__Data listing__:
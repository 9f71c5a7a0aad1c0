use alloc::{boxed::Box, sync::Arc, vec::Vec};

use crate::any::{self, TypeInfo};

/// The singleton instances, keyed by type identity.
///
/// A concrete component type owns exactly one entry; every capability it
/// declares aliases the same `Arc` under the capability's own identity, so
/// concrete and capability lookups observe one shared instance. Entries live
/// for the lifetime of the container.
pub struct BeanStore {
    map: any::Map,
}

impl Default for BeanStore {
    fn default() -> Self {
        Self::new()
    }
}

impl BeanStore {
    #[inline]
    #[must_use]
    pub fn new() -> Self {
        Self { map: any::Map::new() }
    }

    /// Records `bean` under the identity of `T`.
    ///
    /// `T` may be a concrete component type or a `dyn Capability` type; the
    /// previous entry, if any, is returned.
    pub fn insert<T>(&mut self, bean: Arc<T>) -> Option<Arc<T>>
    where
        T: ?Sized + Send + Sync + 'static,
    {
        self.map
            .insert(TypeInfo::of::<T>(), Box::new(bean))
            .and_then(|boxed| boxed.downcast::<Arc<T>>().ok())
            .map(|boxed| *boxed)
    }

    #[must_use]
    pub fn get<T>(&self) -> Option<Arc<T>>
    where
        T: ?Sized + Send + Sync + 'static,
    {
        self.map
            .get(&TypeInfo::of::<T>())
            .and_then(|boxed| boxed.downcast_ref::<Arc<T>>())
            .cloned()
    }

    #[inline]
    #[must_use]
    pub fn contains(&self, type_info: &TypeInfo) -> bool {
        self.map.contains_key(type_info)
    }

    #[must_use]
    pub fn type_infos(&self) -> Vec<TypeInfo> {
        self.map.keys().copied().collect()
    }

    #[inline]
    #[must_use]
    pub fn len(&self) -> usize {
        self.map.len()
    }

    #[inline]
    #[must_use]
    pub fn is_empty(&self) -> bool {
        self.map.is_empty()
    }
}
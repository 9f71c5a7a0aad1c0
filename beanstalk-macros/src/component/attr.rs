use syn::{
    parse::{Parse, ParseStream},
    Token, Type,
};

pub(crate) mod kw {
    syn::custom_keyword!(provides);
}

pub(crate) struct ComponentArgs {
    pub(crate) provides: Vec<Type>,
}

impl Parse for ComponentArgs {
    fn parse(input: ParseStream) -> syn::Result<Self> {
        let mut provides = Vec::new();
        let mut seen = false;

        while !input.is_empty() {
            let lh = input.lookahead1();
            if lh.peek(kw::provides) {
                let keyword = input.parse::<kw::provides>()?;
                if seen {
                    return Err(syn::Error::new_spanned(keyword, "`provides` specified more than once"));
                }
                seen = true;

                let content;
                syn::parenthesized!(content in input);
                provides.extend(content.parse_terminated(Type::parse, Token![,])?);
            } else {
                return Err(lh.error());
            }

            let _ = input.parse::<Token![,]>();
        }

        Ok(Self { provides })
    }
}
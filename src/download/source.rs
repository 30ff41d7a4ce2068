use crate::download::hash_tree::ContentHash;
use crate::download::interval::IntervalSet;
use serde::{Deserialize, Serialize};
use std::time::Instant;

/// Identity of a candidate source. Two descriptors with the same key are the
/// same source.
#[derive(Debug, Clone, PartialEq, Eq, Hash, PartialOrd, Ord)]
pub enum SourceKey {
    ByHash {
        host: String,
        port: u16,
        hash: ContentHash,
    },
    ByName {
        host: String,
        port: u16,
        file_name: String,
        file_size: u64,
    },
}

impl std::fmt::Display for SourceKey {
    fn fmt(&self, f: &mut std::fmt::Formatter<'_>) -> std::fmt::Result {
        match self {
            Self::ByHash { host, port, .. } | Self::ByName { host, port, .. } => {
                write!(f, "{host}:{port}")
            }
        }
    }
}

/// Key a firewalled source's push connection is matched on.
#[derive(Debug, Clone, PartialEq, Eq, Hash)]
pub struct PushKey {
    pub file_name: String,
    pub file_index: u64,
    pub source_id: String,
}

/// Descriptor of one host offering the file. Identity fields never change
/// after discovery; only `stats` is updated.
#[derive(Debug, Clone, Serialize, Deserialize)]
pub struct RemoteSource {
    pub host: String,
    pub port: u16,
    pub file_name: String,
    pub file_size: u64,
    pub file_index: u64,
    #[serde(default)]
    pub content_hash: Option<ContentHash>,
    /// Hex client id used to match inbound push connections.
    #[serde(default)]
    pub source_id: String,
    #[serde(default)]
    pub needs_push: bool,
    /// The host can take part in a firewall-to-firewall transfer.
    #[serde(default)]
    pub firewall_capable: bool,
    #[serde(default)]
    pub from_multicast: bool,
    /// Learned through alternate-location gossip.
    #[serde(default)]
    pub from_alt_location: bool,
    /// Advertised speed hint, KiB/s.
    #[serde(default)]
    pub speed_hint: u32,
    #[serde(default)]
    pub stats: SourceStats,
}

/// Counters updated as attempts succeed or fail.
#[derive(Debug, Clone, Default, Serialize, Deserialize)]
pub struct SourceStats {
    #[serde(default)]
    pub total_failures: u32,
    #[serde(skip)]
    pub consecutive_failures: u32,
    #[serde(skip)]
    pub retry_after: Option<Instant>,
    #[serde(skip)]
    pub available_ranges: Option<IntervalSet>,
    #[serde(skip)]
    pub queue_position: Option<u32>,
    #[serde(skip)]
    pub last_attempt: Option<Instant>,
    #[serde(default)]
    pub successes: u32,
    #[serde(skip)]
    pub tree_advertised: bool,
}

impl RemoteSource {
    pub fn new(host: impl Into<String>, port: u16, file_name: impl Into<String>, file_size: u64) -> Self {
        Self {
            host: host.into(),
            port,
            file_name: file_name.into(),
            file_size,
            file_index: 0,
            content_hash: None,
            source_id: String::new(),
            needs_push: false,
            firewall_capable: false,
            from_multicast: false,
            from_alt_location: false,
            speed_hint: 0,
            stats: SourceStats::default(),
        }
    }

    pub fn with_hash(mut self, hash: ContentHash) -> Self {
        self.content_hash = Some(hash);
        self
    }

    pub fn key(&self) -> SourceKey {
        match self.content_hash {
            Some(hash) => SourceKey::ByHash {
                host: self.host.clone(),
                port: self.port,
                hash,
            },
            None => SourceKey::ByName {
                host: self.host.clone(),
                port: self.port,
                file_name: self.file_name.clone(),
                file_size: self.file_size,
            },
        }
    }

    pub fn address(&self) -> String {
        format!("{}:{}", self.host, self.port)
    }

    pub fn push_key(&self) -> PushKey {
        PushKey {
            file_name: self.file_name.clone(),
            file_index: self.file_index,
            source_id: self.source_id.to_ascii_lowercase(),
        }
    }

    /// Has only part of the file.
    pub fn is_partial(&self) -> bool {
        self.stats
            .available_ranges
            .as_ref()
            .is_some_and(|r| r.size() < self.file_size)
    }

    pub fn is_busy(&self, now: Instant) -> bool {
        self.stats.retry_after.is_some_and(|t| t > now)
    }

    pub fn record_success(&mut self) {
        self.stats.consecutive_failures = 0;
        self.stats.successes = self.stats.successes.saturating_add(1);
    }

    pub fn record_failure(&mut self) {
        self.stats.consecutive_failures = self.stats.consecutive_failures.saturating_add(1);
        self.stats.total_failures = self.stats.total_failures.saturating_add(1);
    }
}

impl PartialEq for RemoteSource {
    fn eq(&self, other: &Self) -> bool {
        self.key() == other.key()
    }
}

impl Eq for RemoteSource {}

#[cfg(test)]
mod tests {
    use super::*;

    #[test]
    fn identity_uses_hash_when_present() {
        let hash = ContentHash::digest(b"file");
        let a = RemoteSource::new("10.0.0.1", 6346, "a.bin", 10).with_hash(hash);
        let mut b = RemoteSource::new("10.0.0.1", 6346, "renamed.bin", 10).with_hash(hash);
        b.record_failure();
        assert_eq!(a, b);

        let c = RemoteSource::new("10.0.0.1", 6346, "a.bin", 10);
        let d = RemoteSource::new("10.0.0.1", 6346, "a.bin", 11);
        assert_ne!(c, d);
        assert_ne!(a, c);
        assert_ne!(a, RemoteSource::new("10.0.0.2", 6346, "a.bin", 10).with_hash(hash));
    }

    #[test]
    fn partial_and_busy_flags() {
        let mut s = RemoteSource::new("h", 1, "f", 100);
        assert!(!s.is_partial());
        s.stats.available_ranges = Some(IntervalSet::full(50));
        assert!(s.is_partial());
        let now = Instant::now();
        s.stats.retry_after = Some(now + std::time::Duration::from_secs(5));
        assert!(s.is_busy(now));
        s.record_failure();
        s.record_failure();
        assert_eq!(s.stats.consecutive_failures, 2);
        s.record_success();
        assert_eq!(s.stats.consecutive_failures, 0);
        assert_eq!(s.stats.total_failures, 2);
    }
}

__Exercise description__: Pick out and copy the lines of the entries that hold the string "entry".

__Finished exercise__:
/// A concrete component type owns exactly one entry; every capability it
    /// previous entry, if any, is returned.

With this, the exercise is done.